Given records section start

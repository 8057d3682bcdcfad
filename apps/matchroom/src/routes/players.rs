use actix_web::{web, HttpResponse};
use serde::{Deserialize, Serialize};

use crate::domain::UserId;
use crate::error::AppError;
use crate::extractors::ActingUser;
use crate::state::AppState;

#[derive(Debug, Deserialize, Serialize)]
pub struct GameIdBody {
    pub game_id: String,
}

/// PUT /api/players/me/game-id
async fn register_game_id(
    user: ActingUser,
    body: web::Json<GameIdBody>,
    app_state: web::Data<AppState>,
) -> Result<HttpResponse, AppError> {
    app_state
        .players
        .register_game_id(user.0, &body.game_id)
        .await?;
    Ok(HttpResponse::NoContent().finish())
}

/// GET /api/players/{user_id}/game-id
async fn game_id(
    path: web::Path<UserId>,
    app_state: web::Data<AppState>,
) -> Result<web::Json<GameIdBody>, AppError> {
    let game_id = app_state.players.game_id(path.into_inner()).await?;
    Ok(web::Json(GameIdBody { game_id }))
}

pub fn configure_routes(cfg: &mut web::ServiceConfig) {
    cfg.service(web::resource("/me/game-id").route(web::put().to(register_game_id)))
        .service(web::resource("/{user_id}/game-id").route(web::get().to(game_id)));
}
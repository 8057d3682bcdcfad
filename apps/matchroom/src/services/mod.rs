//! Services bridging the pure session core with the registry, the
//! participant store and the event hub.

pub mod players;
pub mod registry;
pub mod session_flow;

pub use players::PlayerService;
pub use registry::{SessionHandle, SessionRef, SessionRegistry};
pub use session_flow::SessionFlowService;
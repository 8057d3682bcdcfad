#![deny(clippy::wildcard_imports)]
#![cfg_attr(test, allow(clippy::wildcard_imports))]

//! Match-session lifecycle for a chat community: recruit ten players in a
//! channel, split them into two seeded teams with a host, collect every
//! player's outcome report, and publish a ranked summary.

pub mod adapters;
pub mod config;
pub mod domain;
pub mod error;
pub mod errors;
pub mod events;
pub mod extractors;
pub mod health;
pub mod middleware;
pub mod repos;
pub mod routes;
pub mod services;
pub mod state;
pub mod telemetry;
pub mod trace_ctx;

// Re-exports for public API
pub use adapters::InMemoryParticipantStore;
pub use config::{MatchRules, ServerConfig};
pub use error::{AppError, ProblemDetails};
pub use errors::{DomainError, ErrorCode};
pub use events::{SessionEvent, SessionEventHub};
pub use middleware::{RequestTrace, StructuredLogger, TraceSpan};
pub use repos::{ParticipantStore, StoreError};
pub use services::{PlayerService, SessionFlowService, SessionRegistry};
pub use state::AppState;

// Auto-initialize logging for unit tests
#[cfg(test)]
#[ctor::ctor]
fn init_test_logging() {
    matchroom_test_support::logging::init();
}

Given records section end

● To do:
Once you have found every line in the listing that holds the string "Serialize", copy each of them.

● Written reply:
use serde::{Deserialize, Serialize};
#[derive(Debug, Deserialize, Serialize)]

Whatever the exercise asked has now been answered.